* [PATCH 00/19] Fix filesystem freezing deadlocks
@ 2012-03-05 16:00 Jan Kara
2012-03-05 16:01 ` [PATCH 05/19] nfsd: Push mnt_want_write() outside of i_mutex Jan Kara
2012-03-11 20:22 ` [PATCH 00/19] Fix filesystem freezing deadlocks Kamal Mostafa
0 siblings, 2 replies; 3+ messages in thread
From: Jan Kara @ 2012-03-05 16:00 UTC (permalink / raw)
To: LKML
Cc: linux-fsdevel, Al Viro, Christoph Hellwig, dchinner, sandeen,
Kamal Mostafa, Jan Kara, Alex Elder, Anton Altaparmakov,
Ben Myers, Chris Mason, cluster-devel, David S. Miller,
fuse-devel, J. Bruce Fields, Joel Becker, KONISHI Ryusuke,
linux-btrfs, linux-ext4, linux-nfs, linux-nilfs, linux-ntfs-dev,
Mark Fasheh, Miklos Szeredi, ocfs2-devel, OGAWA Hirofumi,
Steven Whitehouse, Theodore Ts'o, xfs
Hallelujah,
after a couple of weeks and several rewrites, here comes the third iteration
of my patches to improve filesystem freezing. Filesystem freezing is currently
racy and thus we can end up with dirty data on frozen filesystem (see changelog
patch 06 for detailed race description). This patch series aims at fixing this.
To be able to block all places where inodes get dirtied, I've moved filesystem
freeze handling in mnt_want_write() / mnt_drop_write(). This however required
some code shuffling and changes to kern_path_create() (see patches 02-05). I
think the result is OK but opinions may differ ;). The advantage of this change
also is that all filesystems get freeze protection almost for free - even ext2
can handle freezing well now.
Another potential contention point might be patch 19. In that patch we make
freeze_super() refuse to freeze the filesystem when there are open but unlinked
files which may be impractical in some cases. The main reason for this is the
problem with handling of file deletion from fput() called with mmap_sem held
(e.g. from munmap(2)), and then there's the fact that we cannot really force
such filesystem into a consistent state... But if people think that freezing
with open but unlinked files should happen, then I have some possible
solutions in mind (maybe as a separate patchset since this is large enough).
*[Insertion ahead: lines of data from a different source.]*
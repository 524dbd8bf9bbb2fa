/*
This code is part of the fastws watershed delineation library.
License: MIT
*/

//! Request handling for a resolution-tiered delineation service. The HTTP
//! framing is left to the embedding server; this module owns the
//! environment configuration, the tier selection, and the request/response
//! JSON shapes.

use std::env;
use std::io::{Error, ErrorKind};

use serde_derive::{Deserialize, Serialize};
use serde_json::json;

use crate::watershed::{delineate, find_stream, DelineateOptions};

/// A delineation request as posted by clients.
#[derive(Clone, Debug, Deserialize, Serialize)]
pub struct DelineateRequest {
    pub x: f64,
    pub y: f64,
    pub crs: u16,
    /// Warm-up request: answer immediately without touching data.
    #[serde(default)]
    pub prime: bool,
    #[serde(default)]
    pub simplify: f64,
    #[serde(default)]
    pub smooth: f64,
    #[serde(rename = "outCrs", default)]
    pub out_crs: Option<u16>,
}

/// Paths and tier tables for the service, read from the environment:
/// `STREAMS_PATH`, `DIRECTION_PATH`, and `ACCUMULATION_PATH` are format
/// strings with a `{}` token standing in for the resolution, `RESOLUTIONS`
/// and `AREA_THRESH` are JSON lists.
#[derive(Clone, Debug)]
pub struct ServiceConfig {
    pub streams_path: String,
    pub direction_path: String,
    pub accumulation_path: String,
    pub resolutions: Vec<u32>,
    pub area_thresholds: Vec<f64>,
}

impl ServiceConfig {
    pub fn from_env() -> Result<ServiceConfig, Error> {
        let streams_path = require_env("STREAMS_PATH")?;
        let direction_path = require_env("DIRECTION_PATH")?;
        let accumulation_path = require_env("ACCUMULATION_PATH")?;
        let resolutions: Vec<u32> = serde_json::from_str(&require_env("RESOLUTIONS")?)
            .map_err(|e| {
                Error::new(ErrorKind::InvalidInput, format!("Invalid RESOLUTIONS: {}", e))
            })?;
        let area_thresholds: Vec<f64> = serde_json::from_str(&require_env("AREA_THRESH")?)
            .map_err(|e| {
                Error::new(ErrorKind::InvalidInput, format!("Invalid AREA_THRESH: {}", e))
            })?;
        if resolutions.is_empty() {
            return Err(Error::new(
                ErrorKind::InvalidInput,
                "RESOLUTIONS must name at least one resolution",
            ));
        }
        Ok(ServiceConfig {
            streams_path,
            direction_path,
            accumulation_path,
            resolutions,
            area_thresholds,
        })
    }

    /// The tier used for snapping: the first (finest) resolution, whose
    /// stream network places outlets most precisely.
    pub fn snap_resolution(&self) -> u32 {
        self.resolutions[0]
    }

    /// First tier whose area threshold exceeds the drainage area; the last
    /// tier is the fallback for large basins.
    pub fn select_resolution(&self, accum_area: f64) -> u32 {
        for (n, threshold) in self.area_thresholds.iter().enumerate() {
            if accum_area < *threshold && n < self.resolutions.len() {
                return self.resolutions[n];
            }
        }
        self.resolutions[self.resolutions.len() - 1]
    }

    pub fn streams_for(&self, resolution: u32) -> String {
        self.streams_path.replace("{}", &resolution.to_string())
    }

    pub fn direction_for(&self, resolution: u32) -> String {
        self.direction_path.replace("{}", &resolution.to_string())
    }

    pub fn accumulation_for(&self, resolution: u32) -> String {
        self.accumulation_path.replace("{}", &resolution.to_string())
    }
}

fn require_env(name: &str) -> Result<String, Error> {
    env::var(name).map_err(|_| {
        Error::new(
            ErrorKind::InvalidInput,
            format!("The {} environment variable is not set", name),
        )
    })
}

/// Serves one request: snap against the snapping tier to measure drainage
/// area, pick the delineation tier from the area thresholds, and delineate
/// there. Failures are folded into the error response shape rather than
/// surfaced, so the embedding server always has a body to return.
pub fn handle_request(config: &ServiceConfig, request: &DelineateRequest) -> serde_json::Value {
    if request.prime {
        return json!({ "response": "success" });
    }
    match run_request(config, request) {
        Ok(value) => value,
        Err(e) => json!({ "response": "error", "error": e.to_string() }),
    }
}

fn run_request(
    config: &ServiceConfig,
    request: &DelineateRequest,
) -> Result<serde_json::Value, Error> {
    let snap_res = config.snap_resolution();
    let (x, y, accum_area) = find_stream(
        &config.streams_for(snap_res),
        &config.direction_for(snap_res),
        Some(&config.accumulation_for(snap_res)),
        request.x,
        request.y,
        Some(request.crs),
    )?;
    let accum_area = accum_area.unwrap_or(0f64);

    let resolution = config.select_resolution(accum_area);

    let options = DelineateOptions {
        snap: true,
        fa_src: Some(config.accumulation_for(resolution)),
        xy_srs: Some(request.crs),
        out_crs: request.out_crs,
        simplify: request.simplify,
        smooth: request.smooth,
    };
    let watershed = delineate(
        x,
        y,
        &config.streams_for(resolution),
        &config.direction_for(resolution),
        &options,
    )?;

    Ok(json!({
        "response": "success",
        "x": watershed.x,
        "y": watershed.y,
        "res": resolution,
        "area": watershed.area,
        "watershedPolygon": watershed.geometry,
    }))
}
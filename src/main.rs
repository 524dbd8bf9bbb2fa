/*
This code is part of the fastws watershed delineation library.
License: MIT
*/

use std::env;
use std::io::Error;
use std::path;

use fastws::tools::ToolManager;

fn main() {
    match run() {
        Ok(()) => {}
        Err(err) => panic!("{}", err),
    }
}

fn run() -> Result<(), Error> {
    let sep: &str = &path::MAIN_SEPARATOR.to_string();
    let mut working_dir = String::new();
    let mut tool_name = String::new();
    let mut run_tool = false;
    let mut tool_help = false;
    let mut tool_parameters = false;
    let mut list_tools = false;
    let mut tool_args_vec: Vec<String> = vec![];
    let mut verbose = false;
    let args: Vec<String> = env::args().collect();
    if args.len() <= 1 {
        help();
        let tm = ToolManager::new(&working_dir, &verbose)?;
        tm.list_tools();
        return Ok(());
    }
    for arg in args.iter().skip(1) {
        if arg.starts_with("-h") || arg.starts_with("--help") {
            help();
            return Ok(());
        } else if arg.starts_with("--cd") || arg.starts_with("--wd") {
            let mut v = arg
                .replace("--cd", "")
                .replace("--wd", "")
                .replace("\"", "")
                .replace("\'", "");
            if v.starts_with("=") {
                v = v[1..v.len()].to_string();
            }
            if !v.ends_with(sep) {
                v.push_str(sep);
            }
            working_dir = v.to_string();
        } else if arg.starts_with("-run") || arg.starts_with("--run") || arg.starts_with("-r") {
            let mut v = arg
                .replace("--run", "")
                .replace("-run", "")
                .replace("-r", "")
                .replace("\"", "")
                .replace("\'", "");
            if v.starts_with("=") {
                v = v[1..v.len()].to_string();
            }
            tool_name = v;
            run_tool = true;
        } else if arg.starts_with("-toolhelp") || arg.starts_with("--toolhelp") {
            let mut v = arg
                .replace("--toolhelp", "")
                .replace("-toolhelp", "")
                .replace("\"", "")
                .replace("\'", "");
            if v.starts_with("=") {
                v = v[1..v.len()].to_string();
            }
            tool_name = v;
            tool_help = true;
        } else if arg.starts_with("-toolparameters") || arg.starts_with("--toolparameters") {
            let mut v = arg
                .replace("--toolparameters", "")
                .replace("-toolparameters", "")
                .replace("\"", "")
                .replace("\'", "");
            if v.starts_with("=") {
                v = v[1..v.len()].to_string();
            }
            tool_name = v;
            tool_parameters = true;
        } else if arg.starts_with("-listtools") || arg.starts_with("--listtools") {
            list_tools = true;
        } else if arg.starts_with("-version") || arg.starts_with("--version") {
            version();
            return Ok(());
        } else if arg.trim() == "-v" {
            verbose = true;
        } else if arg.starts_with("-") {
            // it's an arg to be fed to the tool
            tool_args_vec.push(arg.trim().to_string().clone());
        }
    }

    let sep = path::MAIN_SEPARATOR;
    if !working_dir.is_empty() && !working_dir.ends_with(sep) {
        working_dir.push_str(&(sep.to_string()));
    }
    let tm = ToolManager::new(&working_dir, &verbose)?;
    if run_tool {
        return tm.run_tool(tool_name, tool_args_vec);
    } else if tool_help {
        return tm.tool_help(tool_name);
    } else if tool_parameters {
        return tm.tool_parameters(tool_name);
    } else if list_tools {
        tm.list_tools();
    }

    Ok(())
}

fn help() {
    let mut ext = "";
    if cfg!(target_os = "windows") {
        ext = ".exe";
    }

    let exe_name = &format!("fastws{}", ext);
    let sep: String = path::MAIN_SEPARATOR.to_string();
    let s = "fastws Help

The following commands are recognized:
--cd, --wd       Changes the working directory; used in conjunction with --run flag.
-h, --help       Prints help information.
--listtools      Lists all available tools.
-r, --run        Runs a tool; used in conjunction with --wd flag; -r=\"Delineate\".
--toolhelp       Prints the help associated with a tool; --toolhelp=\"FindStream\".
--toolparameters Prints the parameters (in json form) for a specific tool; --toolparameters=\"Delineate\".
-v               Verbose mode. Without this flag, tool outputs will not be printed.
--version        Prints the version information.

Example Usage:
>> .*EXE_NAME -r=Delineate -v --wd=\"*path*to*data*\" --streams=streams.tif --fd=fd.tif --fa=fa.tif --x=680122.5 --y=5501234.5 --snap
"
    .replace("*", &sep)
    .replace("EXE_NAME", exe_name);
    println!("{}", s);
}

fn version() {
    const VERSION: Option<&'static str> = option_env!("CARGO_PKG_VERSION");
    println!("fastws v{}", VERSION.unwrap_or("unknown"));
}
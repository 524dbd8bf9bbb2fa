/*
This code is part of the fastws watershed delineation library.
License: MIT
*/

// private sub-module defined in other files
mod is_clockwise_order;
mod line_ops;
mod poly_area;
mod poly_ops;
mod vectorize;

// exports identifiers from private sub-modules in the current module namespace
pub use self::is_clockwise_order::is_clockwise_order;
pub use self::line_ops::{point_line_distance, simplify_rdp};
pub use self::poly_area::polygon_area;
pub use self::poly_ops::{offset_ring, point_in_ring};
pub use self::vectorize::vectorize_mask;
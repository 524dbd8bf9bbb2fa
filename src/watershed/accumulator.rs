/*
This code is part of the fastws watershed delineation library.
License: MIT
*/

use std::collections::HashMap;

use crate::raster::Raster;
use crate::structures::{Array2D, Window};

/// A growing boolean mosaic aligned to a source raster's grid. Windows
/// register as they are touched; the buffer is reallocated to the union of
/// the registered windows' extents and every registered window keeps a
/// fixed slice into it. Cells hold 0/1 so the finished mosaic can feed the
/// vectorizer directly.
pub struct WindowAccumulator {
    top: f64,
    left: f64,
    csx: f64,
    csy: f64,
    top_accum: f64,
    bottom_accum: f64,
    left_accum: f64,
    right_accum: f64,
    a: Array2D<u8>,
    windows: HashMap<Window, (usize, usize)>,
}

impl WindowAccumulator {
    pub fn new(top: f64, left: f64, csx: f64, csy: f64, init_window: &Window) -> WindowAccumulator {
        let a = Array2D::new(init_window.height as isize, init_window.width as isize, 0u8, 0u8)
            .expect("window dimensions are non-negative");
        let top_accum = top - init_window.row_off as f64 * csy;
        let bottom_accum = top - (init_window.row_off + init_window.height) as f64 * csy;
        let left_accum = left + init_window.col_off as f64 * csx;
        let right_accum = left + (init_window.col_off + init_window.width) as f64 * csx;

        let mut windows = HashMap::new();
        windows.insert(*init_window, (0usize, 0usize));

        WindowAccumulator {
            top,
            left,
            csx,
            csy,
            top_accum,
            bottom_accum,
            left_accum,
            right_accum,
            a,
            windows,
        }
    }

    pub fn from_raster(raster: &Raster, window: &Window) -> WindowAccumulator {
        WindowAccumulator::new(raster.top(), raster.left(), raster.csx(), raster.csy(), window)
    }

    pub fn contains(&self, window: &Window) -> bool {
        self.windows.contains_key(window)
    }

    // All world-extent to cell-count conversions round the same way so
    // adjacent resizes can never disagree about a boundary cell.
    fn cells(&self, distance: f64, cell_size: f64) -> usize {
        let n = (distance / cell_size).round();
        if n <= 0f64 {
            0
        } else {
            n as usize
        }
    }

    /// Registers a window, growing the mosaic buffer if the window extends
    /// past the current bounds. A no-op for known windows.
    pub fn add_window(&mut self, window: &Window) {
        if self.windows.contains_key(window) {
            return;
        }

        let window_top = self.top - window.row_off as f64 * self.csy;
        let window_bottom = self.top - (window.row_off + window.height) as f64 * self.csy;
        let window_left = self.left + window.col_off as f64 * self.csx;
        let window_right = self.left + (window.col_off + window.width) as f64 * self.csx;

        let new_top = self.top_accum.max(window_top);
        let new_bottom = self.bottom_accum.min(window_bottom);
        let new_left = self.left_accum.min(window_left);
        let new_right = self.right_accum.max(window_right);

        let new_rows = self.cells(new_top - new_bottom, self.csy);
        let new_columns = self.cells(new_right - new_left, self.csx);
        let mut new_a = Array2D::new(new_rows as isize, new_columns as isize, 0u8, 0u8)
            .expect("mosaic dimensions are non-negative");

        // where the old buffer lands inside the new one
        let row_offset = self.cells(new_top - self.top_accum, self.csy);
        let col_offset = self.cells(self.left_accum - new_left, self.csx);
        for row in 0..self.a.rows() {
            for col in 0..self.a.columns() {
                new_a.set_value(
                    row + row_offset as isize,
                    col + col_offset as isize,
                    self.a.get_value(row, col),
                );
            }
        }

        let mut new_windows: HashMap<Window, (usize, usize)> =
            HashMap::with_capacity(self.windows.len() + 1);
        for (w, (row_start, col_start)) in self.windows.iter() {
            new_windows.insert(*w, (row_start + row_offset, col_start + col_offset));
        }
        new_windows.insert(
            *window,
            (
                self.cells(new_top - window_top, self.csy),
                self.cells(window_left - new_left, self.csx),
            ),
        );

        self.windows = new_windows;
        self.a = new_a;
        self.top_accum = new_top;
        self.bottom_accum = new_bottom;
        self.left_accum = new_left;
        self.right_accum = new_right;
    }

    /// The (row, column) slice origin of a registered window inside the
    /// mosaic buffer.
    pub fn window_slice(&self, window: &Window) -> Option<(usize, usize)> {
        self.windows.get(window).copied()
    }

    pub fn get_value(&self, window: &Window, i: isize, j: isize) -> u8 {
        match self.windows.get(window) {
            Some(&(row_start, col_start)) => self
                .a
                .get_value(row_start as isize + i, col_start as isize + j),
            None => 0,
        }
    }

    pub fn set_value(&mut self, window: &Window, i: isize, j: isize, value: u8) {
        if let Some(&(row_start, col_start)) = self.windows.get(window) {
            self.a
                .set_value(row_start as isize + i, col_start as isize + j, value);
        }
    }

    /// The finished mosaic and its affine placement `(left, top, csx, csy)`.
    pub fn materialize(&self) -> (&Array2D<u8>, (f64, f64, f64, f64)) {
        (
            &self.a,
            (self.left_accum, self.top_accum, self.csx, self.csy),
        )
    }
}
impl Raster {
    /// Opens a raster for windowed reads. Strip-organized (untiled) sources
    /// are rejected.
    pub fn open(file_name: &str) -> Result<Raster, Error> {
        let (configs, source) = read_geotiff(file_name)?;
        if configs.block_width == 0 || configs.block_height == 0 {
            return Err(Error::new(
                ErrorKind::InvalidData,
                "Input raster should be tiled",
            ));
        }
        Ok(Raster {
            file_name: file_name.to_string(),
            configs,
            source,
            data_cache: HashMap::new(),
        })
    }

    pub fn rows(&self) -> usize {
        self.configs.rows
    }

    pub fn columns(&self) -> usize {
        self.configs.columns
    }

    pub fn left(&self) -> f64 {
        self.configs.west
    }

    pub fn top(&self) -> f64 {
        self.configs.north
    }

    pub fn csx(&self) -> f64 {
        self.configs.resolution_x
    }

    pub fn csy(&self) -> f64 {
        self.configs.resolution_y
    }

    pub fn nodata(&self) -> f64 {
        self.configs.nodata
    }

    pub fn epsg_code(&self) -> u16 {
        self.configs.epsg_code
    }

    /// The raster's blocks in row-major order. Border blocks are truncated
    /// to the raster extent, so the windows tile the grid exactly.
    pub fn block_windows(&self) -> Vec<Window> {
        let mut windows = vec![];
        let mut row_off = 0usize;
        while row_off < self.configs.rows {
            let height = self.configs.block_height.min(self.configs.rows - row_off);
            let mut col_off = 0usize;
            while col_off < self.configs.columns {
                let width = self.configs.block_width.min(self.configs.columns - col_off);
                windows.push(Window::new(row_off, col_off, height, width));
                col_off += self.configs.block_width;
            }
            row_off += self.configs.block_height;
        }
        windows
    }

    /// World extent of a window, inclusive of its outer edges.
    pub fn window_extent(&self, window: &Window) -> BoundingBox {
        let top = self.configs.north - window.row_off as f64 * self.configs.resolution_y;
        let bottom =
            self.configs.north - (window.row_off + window.height) as f64 * self.configs.resolution_y;
        let left = self.configs.west + window.col_off as f64 * self.configs.resolution_x;
        let right =
            self.configs.west + (window.col_off + window.width) as f64 * self.configs.resolution_x;
        BoundingBox::new(left, right, bottom, top)
    }

    /// Reads one window of cells, decoding on first access. Repeated reads
    /// of the same window return the same shared buffer.
    pub fn read_window(&mut self, window: &Window) -> Result<Arc<Array2D<f64>>, Error> {
        if let Some(data) = self.data_cache.get(window) {
            return Ok(Arc::clone(data));
        }
        let data = Arc::new(self.source.read_window(window, &self.configs)?);
        self.data_cache.insert(*window, Arc::clone(&data));
        Ok(data)
    }

    /// Returns the block containing the world point (x, y) along with the
    /// point's indices local to that block. The bounds test is inclusive on
    /// all four sides; points on shared edges resolve to the first block in
    /// row-major order.
    pub fn intersecting_window(&self, x: f64, y: f64) -> Result<(Window, isize, isize), Error> {
        for window in self.block_windows() {
            let ext = self.window_extent(&window);
            if ext.is_point_in_box(x, y) {
                let i = ((ext.max_y - y) / self.configs.resolution_y).floor() as isize;
                let j = ((x - ext.min_x) / self.configs.resolution_x).floor() as isize;
                return Ok((window, i, j));
            }
        }
        Err(Error::new(
            ErrorKind::InvalidInput,
            format!("No window intersects the point ({}, {})", x, y),
        ))
    }

    /// Cell-centre world coordinate of the index (i, j) relative to
    /// `window`. The indices may fall outside the window (negative or past
    /// its dimensions); the same linear formula applies, which is what lets
    /// a walker that stepped off a window locate the neighbouring one.
    pub fn xy_from_window_index(&self, i: isize, j: isize, window: &Window) -> (f64, f64) {
        let ext = self.window_extent(window);
        let half_csy = self.configs.resolution_y / 2.0;
        let half_csx = self.configs.resolution_x / 2.0;
        let y = (ext.max_y - i as f64 * self.configs.resolution_y) - half_csy;
        let x = (ext.min_x + j as f64 * self.configs.resolution_x) + half_csx;
        (x, y)
    }

    /// Converts a world point to a global grid index.
    pub fn coord_to_idx(&self, x: f64, y: f64) -> Result<(isize, isize), Error> {
        let i = ((self.configs.north - y) / self.configs.resolution_y).floor() as isize;
        let j = ((x - self.configs.west) / self.configs.resolution_x).floor() as isize;
        if i < 0 || j < 0 || i > self.configs.rows as isize - 1 || j > self.configs.columns as isize - 1
        {
            return Err(Error::new(
                ErrorKind::InvalidInput,
                format!("Location ({}, {}) off of raster map", x, y),
            ));
        }
        Ok((i, j))
    }

    /// True when the two rasters cover the same grid: bounds agree to
    /// within one cell on every side, the CRS codes match, and the
    /// dimensions match.
    pub fn matches(&self, other: &Raster) -> bool {
        let tol_x = self.configs.resolution_x;
        let tol_y = self.configs.resolution_y;
        (self.configs.west - other.configs.west).abs() <= tol_x
            && (self.configs.east - other.configs.east).abs() <= tol_x
            && (self.configs.north - other.configs.north).abs() <= tol_y
            && (self.configs.south - other.configs.south).abs() <= tol_y
            && self.configs.epsg_code == other.configs.epsg_code
            && self.configs.rows == other.configs.rows
            && self.configs.columns == other.configs.columns
    }
}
I'm not able to hit any deadlocks, lockdep warnings, or dirty data on frozen
filesystem despite beating it with fsstress and bash-shared-mapping while
freezing and unfreezing for several hours (using ext4 and xfs) so I'm
reasonably confident this could finally be the right solution.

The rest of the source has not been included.